Here are a few tips Dr. Carr and our team recommend that parents use to help their teen deal with wearing braces.
How excited your teen is about getting braces could impact his or her attitude about taking the steps to ensure a successful treatment. Whether traditional metal braces or Invisalign aligners, the success of a patient’s treatment greatly depends on how seriously the patient takes brushing and flossing, avoiding foods that could damage the orthodontic appliance, and visiting Dr. Carr for regular checkups and adjustments. If your child fails to immediately adopt the right habits to ensure a successful treatment, it’s important that you stay patient as you remind him of what’s needed to ensure his treatment ends with a great-looking smile.
Education is Key
Many teens don’t appreciate what orthodontic treatment means for their long-term health. Educating your teen on the value of a great-looking smile and the lower risk of chronic oral health issues may make it easier for her to take seriously the steps needed to ensure a successful treatment. It’s also important for parents that never wore braces as a child to do a little research into what orthodontic treatment is like so they can better relate and anticipate problems their teen may have while wearing braces.
It can be easy to forget about your teen’s orthodontic care and make small mistakes that make it harder for your child to stay committed to his or her treatment. These mistakes may include buying and keeping hard or chewy candy around the house, buying popcorn at the movies, offering your child a piece of gum, packing lunches that include foods your teen isn’t supposed to eat, and other small, but significant, unintentional ways of sabotaging their treatment. Being a teen and having braces is hard enough without having to isolate yourself from the foods and activities your family is enjoying.
Encourage Quality Habits
If your teen has a hard time remembering to rinse with salt water or flossing, you can help him remember by putting the water or floss threaders in front of him. Small encouragements can make a significant impact on your child’s oral health. If you see your teen eating or doing something counterproductive to his treatment, gently remind him what separates a good habit from a bad.

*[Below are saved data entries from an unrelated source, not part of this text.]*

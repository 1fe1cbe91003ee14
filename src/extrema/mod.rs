pub mod argrel;
pub use argrel::{
    argrel, argrel_batch_par_slice, argrel_batch_slice, argrel_batch_with_kernel,
    argrel_into_slice, argrel_with_kernel, evaluate_1d, evaluate_1d_sequential, ArgrelBatchBuilder,
    ArgrelBatchOutput, ArgrelBatchRange, ArgrelBuilder, ArgrelError, ArgrelInput, ArgrelOutput,
    ArgrelParams,
};
pub mod argrel_2d;
pub use argrel_2d::{
    argrel_2d, argrel_2d_batch_with_kernel, argrel_2d_into_slice, argrel_2d_with_kernel,
    evaluate_2d, evaluate_2d_sequential, Argrel2dBatchBuilder, Argrel2dBatchOutput,
    Argrel2dBatchRange, Argrel2dBuilder, Argrel2dError, Argrel2dInput, Argrel2dOutput,
    Argrel2dParams,
};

Keep Dinner Braces-Friendly
One of the toughest hurdles teens with braces face is not being able to eat the same foods as their family and friends. While you can’t always control what your teen eats out of the home, you can control what foods she can eat during family mealtimes. Making lunches and dinners that are soft and chewable (while still not chewy) can be a great way to keep family meals braces-friendly. Softer foods are especially important immediately following the placement of your teen’s braces and after adjustments when her gums are tender and teeth a little sore.
Keep Communication Channels Open
Orthodontic treatment can often cause teens to feel like they’re suffering alone in silence. If the brackets or wires of your teen’s braces are poking his gums or pinching his cheeks, that’s something Dr. Carr needs to know. Unfortunately, our team may never know your teen is in discomfort if he never tells us that his braces need tweaking. Make sure your teen understands that it’s okay to talk about any discomfort he may be feeling.
Set Realistic Expectations
The first question most patients have of their orthodontist in Roy, Utah after getting braces is –“When do they come off?” It’s important that you stay open and honest with your teen when setting expectations about her orthodontic treatment. Don’t tell your teen that her braces will probably come off in a year if Dr. Carr says treatment could last between 24 to 36 months. While having to wear braces for 1, 2, or 3 years may seem like a lifetime to most teens, it’s better they have realistic expectations about how long their treatment will take rather than suffer from wishful thinking.